Saved entries:
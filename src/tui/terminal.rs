//! Terminal handles and the scoped leases taken on them during a session.
//!
//! Two independent guards are held while the menu runs:
//!
//! - [`RawModeGuard`] switches the input into raw mode and switches it back on drop.
//! - [`CursorGuard`] hides the cursor and shows it again on drop.
//!
//! Neither depends on the other succeeding when they are released.

use std::io::{self, Read, Write};
use std::ops::{Deref, DerefMut};

use crossterm::cursor::{Hide, Show};
use crossterm::tty::IsTty;
use crossterm::{execute, terminal};
use log::{debug, warn};

/// A handle that may or may not be attached to an interactive terminal.
pub trait TerminalHandle {
    fn is_interactive(&self) -> bool;
}

/// An input handle whose terminal mode can be switched to raw and back.
///
/// `disable_raw_mode` must restore the mode captured by `enable_raw_mode`
/// and must be harmless when called again.
pub trait RawModeInput: Read + TerminalHandle {
    fn enable_raw_mode(&mut self) -> io::Result<()>;
    fn disable_raw_mode(&mut self) -> io::Result<()>;
}

impl TerminalHandle for io::Stdin {
    fn is_interactive(&self) -> bool {
        self.is_tty()
    }
}

impl TerminalHandle for io::Stdout {
    fn is_interactive(&self) -> bool {
        self.is_tty()
    }
}

impl RawModeInput for io::Stdin {
    fn enable_raw_mode(&mut self) -> io::Result<()> {
        // crossterm saves the original termios and restores it on disable
        terminal::enable_raw_mode()
    }

    fn disable_raw_mode(&mut self) -> io::Result<()> {
        terminal::disable_raw_mode()
    }
}

/// Raw-mode lease on an input handle.
pub struct RawModeGuard<'a, I: RawModeInput> {
    input: &'a mut I,
    active: bool,
}

impl<'a, I: RawModeInput> RawModeGuard<'a, I> {
    pub fn acquire(input: &'a mut I) -> io::Result<Self> {
        input.enable_raw_mode()?;
        debug!("Raw mode enabled");
        Ok(Self {
            input,
            active: true,
        })
    }

    /// Restore the captured mode. Later calls (including the one from `Drop`) are no-ops.
    pub fn release(&mut self) -> io::Result<()> {
        if !self.active {
            return Ok(());
        }
        self.active = false;
        self.input.disable_raw_mode()?;
        debug!("Raw mode restored");
        Ok(())
    }
}

impl<I: RawModeInput> Deref for RawModeGuard<'_, I> {
    type Target = I;

    fn deref(&self) -> &I {
        self.input
    }
}

impl<I: RawModeInput> DerefMut for RawModeGuard<'_, I> {
    fn deref_mut(&mut self) -> &mut I {
        self.input
    }
}

impl<I: RawModeInput> Drop for RawModeGuard<'_, I> {
    fn drop(&mut self) {
        if let Err(e) = self.release() {
            warn!("Failed to restore terminal mode: {}", e);
        }
    }
}

/// Hidden-cursor lease on an output handle.
pub struct CursorGuard<'a, W: Write> {
    output: &'a mut W,
    hidden: bool,
}

impl<'a, W: Write> CursorGuard<'a, W> {
    pub fn hide(output: &'a mut W) -> io::Result<Self> {
        execute!(output, Hide)?;
        Ok(Self {
            output,
            hidden: true,
        })
    }

    /// Show the cursor again. Later calls (including the one from `Drop`) are no-ops.
    pub fn release(&mut self) -> io::Result<()> {
        if !self.hidden {
            return Ok(());
        }
        self.hidden = false;
        execute!(self.output, Show)
    }
}

impl<W: Write> Deref for CursorGuard<'_, W> {
    type Target = W;

    fn deref(&self) -> &W {
        self.output
    }
}

impl<W: Write> DerefMut for CursorGuard<'_, W> {
    fn deref_mut(&mut self) -> &mut W {
        self.output
    }
}

impl<W: Write> Drop for CursorGuard<'_, W> {
    fn drop(&mut self) {
        if let Err(e) = self.release() {
            warn!("Failed to show cursor: {}", e);
        }
    }
}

> Work to be completed
From the first line through the last, give the data above again exactly.

> Response area
filename src/tui/terminal.rs
//! Terminal handles and the scoped leases taken on them during a session.
//!
//! Two independent guards are held while the menu runs:
//!
//! - [`RawModeGuard`] switches the input into raw mode and switches it back on drop.
//! - [`CursorGuard`] hides the cursor and shows it again on drop.
//!
//! Neither depends on the other succeeding when they are released.

use std::io::{self, Read, Write};
use std::ops::{Deref, DerefMut};

use crossterm::cursor::{Hide, Show};
use crossterm::tty::IsTty;
use crossterm::{execute, terminal};
use log::{debug, warn};

/// A handle that may or may not be attached to an interactive terminal.
pub trait TerminalHandle {
    fn is_interactive(&self) -> bool;
}

/// An input handle whose terminal mode can be switched to raw and back.
///
/// `disable_raw_mode` must restore the mode captured by `enable_raw_mode`
/// and must be harmless when called again.
pub trait RawModeInput: Read + TerminalHandle {
    fn enable_raw_mode(&mut self) -> io::Result<()>;
    fn disable_raw_mode(&mut self) -> io::Result<()>;
}

impl TerminalHandle for io::Stdin {
    fn is_interactive(&self) -> bool {
        self.is_tty()
    }
}

impl TerminalHandle for io::Stdout {
    fn is_interactive(&self) -> bool {
        self.is_tty()
    }
}

impl RawModeInput for io::Stdin {
    fn enable_raw_mode(&mut self) -> io::Result<()> {
        // crossterm saves the original termios and restores it on disable
        terminal::enable_raw_mode()
    }

    fn disable_raw_mode(&mut self) -> io::Result<()> {
        terminal::disable_raw_mode()
    }
}

/// Raw-mode lease on an input handle.
pub struct RawModeGuard<'a, I: RawModeInput> {
    input: &'a mut I,
    active: bool,
}

impl<'a, I: RawModeInput> RawModeGuard<'a, I> {
    pub fn acquire(input: &'a mut I) -> io::Result<Self> {
        input.enable_raw_mode()?;
        debug!("Raw mode enabled");
        Ok(Self {
            input,
            active: true,
        })
    }

    /// Restore the captured mode. Later calls (including the one from `Drop`) are no-ops.
    pub fn release(&mut self) -> io::Result<()> {
        if !self.active {
            return Ok(());
        }
        self.active = false;
        self.input.disable_raw_mode()?;
        debug!("Raw mode restored");
        Ok(())
    }
}

impl<I: RawModeInput> Deref for RawModeGuard<'_, I> {
    type Target = I;

    fn deref(&self) -> &I {
        self.input
    }
}

impl<I: RawModeInput> DerefMut for RawModeGuard<'_, I> {
    fn deref_mut(&mut self) -> &mut I {
        self.input
    }
}

impl<I: RawModeInput> Drop for RawModeGuard<'_, I> {
    fn drop(&mut self) {
        if let Err(e) = self.release() {
            warn!("Failed to restore terminal mode: {}", e);
        }
    }
}

/// Hidden-cursor lease on an output handle.
pub struct CursorGuard<'a, W: Write> {
    output: &'a mut W,
    hidden: bool,
}

impl<'a, W: Write> CursorGuard<'a, W> {
    pub fn hide(output: &'a mut W) -> io::Result<Self> {
        execute!(output, Hide)?;
        Ok(Self {
            output,
            hidden: true,
        })
    }

    /// Show the cursor again. Later calls (including the one from `Drop`) are no-ops.
    pub fn release(&mut self) -> io::Result<()> {
        if !self.hidden {
            return Ok(());
        }
        self.hidden = false;
        execute!(self.output, Show)
    }
}

impl<W: Write> Deref for CursorGuard<'_, W> {
    type Target = W;

    fn deref(&self) -> &W {
        self.output
    }
}

impl<W: Write> DerefMut for CursorGuard<'_, W> {
    fn deref_mut(&mut self) -> &mut W {
        self.output
    }
}

impl<W: Write> Drop for CursorGuard<'_, W> {
    fn drop(&mut self) {
        if let Err(e) = self.release() {
            warn!("Failed to show cursor: {}", e);
        }
    }
}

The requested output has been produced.